--- What is being asked ---
Transcribe the entries, keeping every character the same.

(Source records)
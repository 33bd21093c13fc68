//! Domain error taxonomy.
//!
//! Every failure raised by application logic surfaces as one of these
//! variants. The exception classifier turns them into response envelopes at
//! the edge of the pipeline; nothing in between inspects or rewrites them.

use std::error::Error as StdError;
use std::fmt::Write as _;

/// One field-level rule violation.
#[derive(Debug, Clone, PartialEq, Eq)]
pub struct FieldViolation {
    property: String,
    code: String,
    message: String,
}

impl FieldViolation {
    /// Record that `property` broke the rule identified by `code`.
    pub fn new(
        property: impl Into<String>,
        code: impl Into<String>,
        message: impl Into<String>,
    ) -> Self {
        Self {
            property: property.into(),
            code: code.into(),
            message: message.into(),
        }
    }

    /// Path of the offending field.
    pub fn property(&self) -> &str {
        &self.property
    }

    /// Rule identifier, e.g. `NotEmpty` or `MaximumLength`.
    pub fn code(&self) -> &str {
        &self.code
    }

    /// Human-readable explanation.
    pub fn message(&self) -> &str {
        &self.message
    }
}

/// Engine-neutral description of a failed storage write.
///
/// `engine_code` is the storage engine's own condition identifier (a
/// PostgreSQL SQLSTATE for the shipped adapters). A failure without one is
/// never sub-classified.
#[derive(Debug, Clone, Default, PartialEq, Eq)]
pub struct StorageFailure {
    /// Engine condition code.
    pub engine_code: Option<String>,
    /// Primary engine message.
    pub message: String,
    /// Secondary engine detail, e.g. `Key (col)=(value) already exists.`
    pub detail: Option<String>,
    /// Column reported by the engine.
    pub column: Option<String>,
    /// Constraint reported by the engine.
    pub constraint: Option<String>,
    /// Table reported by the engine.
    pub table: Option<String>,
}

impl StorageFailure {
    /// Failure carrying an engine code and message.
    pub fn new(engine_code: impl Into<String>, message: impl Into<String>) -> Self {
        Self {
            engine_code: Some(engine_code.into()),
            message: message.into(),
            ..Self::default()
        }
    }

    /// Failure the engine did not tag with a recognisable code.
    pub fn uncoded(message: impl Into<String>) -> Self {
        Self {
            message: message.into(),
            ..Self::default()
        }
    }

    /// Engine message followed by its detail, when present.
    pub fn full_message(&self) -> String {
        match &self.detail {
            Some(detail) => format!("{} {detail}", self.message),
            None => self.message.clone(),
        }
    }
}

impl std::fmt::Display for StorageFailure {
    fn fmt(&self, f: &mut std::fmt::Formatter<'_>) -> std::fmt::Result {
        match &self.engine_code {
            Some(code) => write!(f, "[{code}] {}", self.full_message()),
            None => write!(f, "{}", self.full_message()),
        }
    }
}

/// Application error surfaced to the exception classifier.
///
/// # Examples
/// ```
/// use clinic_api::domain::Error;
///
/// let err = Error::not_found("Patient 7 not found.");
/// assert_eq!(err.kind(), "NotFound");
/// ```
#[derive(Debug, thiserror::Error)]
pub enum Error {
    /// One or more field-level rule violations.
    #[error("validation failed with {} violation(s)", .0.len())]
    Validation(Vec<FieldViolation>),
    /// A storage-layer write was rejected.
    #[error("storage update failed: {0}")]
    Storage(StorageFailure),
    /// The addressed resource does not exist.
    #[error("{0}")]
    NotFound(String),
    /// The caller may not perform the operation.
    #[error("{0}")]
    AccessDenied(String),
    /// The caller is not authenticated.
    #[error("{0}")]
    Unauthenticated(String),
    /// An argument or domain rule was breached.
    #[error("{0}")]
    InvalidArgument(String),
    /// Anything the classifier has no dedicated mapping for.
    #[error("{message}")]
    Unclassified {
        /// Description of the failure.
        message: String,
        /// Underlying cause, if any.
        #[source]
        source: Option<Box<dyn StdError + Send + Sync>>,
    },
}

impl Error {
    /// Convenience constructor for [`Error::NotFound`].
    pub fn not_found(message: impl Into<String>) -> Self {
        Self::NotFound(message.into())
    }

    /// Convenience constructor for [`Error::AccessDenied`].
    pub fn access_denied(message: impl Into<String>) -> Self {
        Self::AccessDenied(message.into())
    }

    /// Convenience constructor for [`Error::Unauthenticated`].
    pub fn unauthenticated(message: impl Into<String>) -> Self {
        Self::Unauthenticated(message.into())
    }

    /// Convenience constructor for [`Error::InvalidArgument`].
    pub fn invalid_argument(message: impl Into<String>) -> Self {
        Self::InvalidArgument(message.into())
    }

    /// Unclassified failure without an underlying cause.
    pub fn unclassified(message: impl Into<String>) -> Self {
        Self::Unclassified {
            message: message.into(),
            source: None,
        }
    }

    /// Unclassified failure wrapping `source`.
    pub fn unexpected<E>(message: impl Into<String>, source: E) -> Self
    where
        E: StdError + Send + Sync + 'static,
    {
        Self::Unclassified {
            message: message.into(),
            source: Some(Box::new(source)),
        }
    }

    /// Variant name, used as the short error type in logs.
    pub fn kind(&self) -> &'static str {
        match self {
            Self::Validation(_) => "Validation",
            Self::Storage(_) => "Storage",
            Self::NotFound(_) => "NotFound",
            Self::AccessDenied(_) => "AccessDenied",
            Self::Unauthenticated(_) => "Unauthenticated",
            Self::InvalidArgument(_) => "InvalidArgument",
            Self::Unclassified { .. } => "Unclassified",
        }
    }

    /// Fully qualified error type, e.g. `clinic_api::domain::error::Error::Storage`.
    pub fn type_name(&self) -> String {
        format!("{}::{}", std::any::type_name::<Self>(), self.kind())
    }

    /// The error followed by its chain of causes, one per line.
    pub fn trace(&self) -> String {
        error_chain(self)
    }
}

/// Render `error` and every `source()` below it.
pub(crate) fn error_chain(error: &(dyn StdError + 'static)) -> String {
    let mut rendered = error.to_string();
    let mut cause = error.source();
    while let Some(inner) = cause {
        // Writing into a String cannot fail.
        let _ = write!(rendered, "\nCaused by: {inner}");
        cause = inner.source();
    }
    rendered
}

--- Response to this exercise ---
repository 33bd21093c13fc68
//! Domain error taxonomy.
//!
//! Every failure raised by application logic surfaces as one of these
//! variants. The exception classifier turns them into response envelopes at
//! the edge of the pipeline; nothing in between inspects or rewrites them.

use std::error::Error as StdError;
use std::fmt::Write as _;

/// One field-level rule violation.
#[derive(Debug, Clone, PartialEq, Eq)]
pub struct FieldViolation {
    property: String,
    code: String,
    message: String,
}

impl FieldViolation {
    /// Record that `property` broke the rule identified by `code`.
    pub fn new(
        property: impl Into<String>,
        code: impl Into<String>,
        message: impl Into<String>,
    ) -> Self {
        Self {
            property: property.into(),
            code: code.into(),
            message: message.into(),
        }
    }

    /// Path of the offending field.
    pub fn property(&self) -> &str {
        &self.property
    }

    /// Rule identifier, e.g. `NotEmpty` or `MaximumLength`.
    pub fn code(&self) -> &str {
        &self.code
    }

    /// Human-readable explanation.
    pub fn message(&self) -> &str {
        &self.message
    }
}

/// Engine-neutral description of a failed storage write.
///
/// `engine_code` is the storage engine's own condition identifier (a
/// PostgreSQL SQLSTATE for the shipped adapters). A failure without one is
/// never sub-classified.
#[derive(Debug, Clone, Default, PartialEq, Eq)]
pub struct StorageFailure {
    /// Engine condition code.
    pub engine_code: Option<String>,
    /// Primary engine message.
    pub message: String,
    /// Secondary engine detail, e.g. `Key (col)=(value) already exists.`
    pub detail: Option<String>,
    /// Column reported by the engine.
    pub column: Option<String>,
    /// Constraint reported by the engine.
    pub constraint: Option<String>,
    /// Table reported by the engine.
    pub table: Option<String>,
}

impl StorageFailure {
    /// Failure carrying an engine code and message.
    pub fn new(engine_code: impl Into<String>, message: impl Into<String>) -> Self {
        Self {
            engine_code: Some(engine_code.into()),
            message: message.into(),
            ..Self::default()
        }
    }

    /// Failure the engine did not tag with a recognisable code.
    pub fn uncoded(message: impl Into<String>) -> Self {
        Self {
            message: message.into(),
            ..Self::default()
        }
    }

    /// Engine message followed by its detail, when present.
    pub fn full_message(&self) -> String {
        match &self.detail {
            Some(detail) => format!("{} {detail}", self.message),
            None => self.message.clone(),
        }
    }
}

impl std::fmt::Display for StorageFailure {
    fn fmt(&self, f: &mut std::fmt::Formatter<'_>) -> std::fmt::Result {
        match &self.engine_code {
            Some(code) => write!(f, "[{code}] {}", self.full_message()),
            None => write!(f, "{}", self.full_message()),
        }
    }
}

/// Application error surfaced to the exception classifier.
///
/// # Examples
/// ```
/// use clinic_api::domain::Error;
///
/// let err = Error::not_found("Patient 7 not found.");
/// assert_eq!(err.kind(), "NotFound");
/// ```
#[derive(Debug, thiserror::Error)]
pub enum Error {
    /// One or more field-level rule violations.
    #[error("validation failed with {} violation(s)", .0.len())]
    Validation(Vec<FieldViolation>),
    /// A storage-layer write was rejected.
    #[error("storage update failed: {0}")]
    Storage(StorageFailure),
    /// The addressed resource does not exist.
    #[error("{0}")]
    NotFound(String),
    /// The caller may not perform the operation.
    #[error("{0}")]
    AccessDenied(String),
    /// The caller is not authenticated.
    #[error("{0}")]
    Unauthenticated(String),
    /// An argument or domain rule was breached.
    #[error("{0}")]
    InvalidArgument(String),
    /// Anything the classifier has no dedicated mapping for.
    #[error("{message}")]
    Unclassified {
        /// Description of the failure.
        message: String,
        /// Underlying cause, if any.
        #[source]
        source: Option<Box<dyn StdError + Send + Sync>>,
    },
}

impl Error {
    /// Convenience constructor for [`Error::NotFound`].
    pub fn not_found(message: impl Into<String>) -> Self {
        Self::NotFound(message.into())
    }

    /// Convenience constructor for [`Error::AccessDenied`].
    pub fn access_denied(message: impl Into<String>) -> Self {
        Self::AccessDenied(message.into())
    }

    /// Convenience constructor for [`Error::Unauthenticated`].
    pub fn unauthenticated(message: impl Into<String>) -> Self {
        Self::Unauthenticated(message.into())
    }

    /// Convenience constructor for [`Error::InvalidArgument`].
    pub fn invalid_argument(message: impl Into<String>) -> Self {
        Self::InvalidArgument(message.into())
    }

    /// Unclassified failure without an underlying cause.
    pub fn unclassified(message: impl Into<String>) -> Self {
        Self::Unclassified {
            message: message.into(),
            source: None,
        }
    }

    /// Unclassified failure wrapping `source`.
    pub fn unexpected<E>(message: impl Into<String>, source: E) -> Self
    where
        E: StdError + Send + Sync + 'static,
    {
        Self::Unclassified {
            message: message.into(),
            source: Some(Box::new(source)),
        }
    }

    /// Variant name, used as the short error type in logs.
    pub fn kind(&self) -> &'static str {
        match self {
            Self::Validation(_) => "Validation",
            Self::Storage(_) => "Storage",
            Self::NotFound(_) => "NotFound",
            Self::AccessDenied(_) => "AccessDenied",
            Self::Unauthenticated(_) => "Unauthenticated",
            Self::InvalidArgument(_) => "InvalidArgument",
            Self::Unclassified { .. } => "Unclassified",
        }
    }

    /// Fully qualified error type, e.g. `clinic_api::domain::error::Error::Storage`.
    pub fn type_name(&self) -> String {
        format!("{}::{}", std::any::type_name::<Self>(), self.kind())
    }

    /// The error followed by its chain of causes, one per line.
    pub fn trace(&self) -> String {
        error_chain(self)
    }
}

/// Render `error` and every `source()` below it.
pub(crate) fn error_chain(error: &(dyn StdError + 'static)) -> String {
    let mut rendered = error.to_string();
    let mut cause = error.source();
    while let Some(inner) = cause {
        // Writing into a String cannot fail.
        let _ = write!(rendered, "\nCaused by: {inner}");
        cause = inner.source();
    }
    rendered
}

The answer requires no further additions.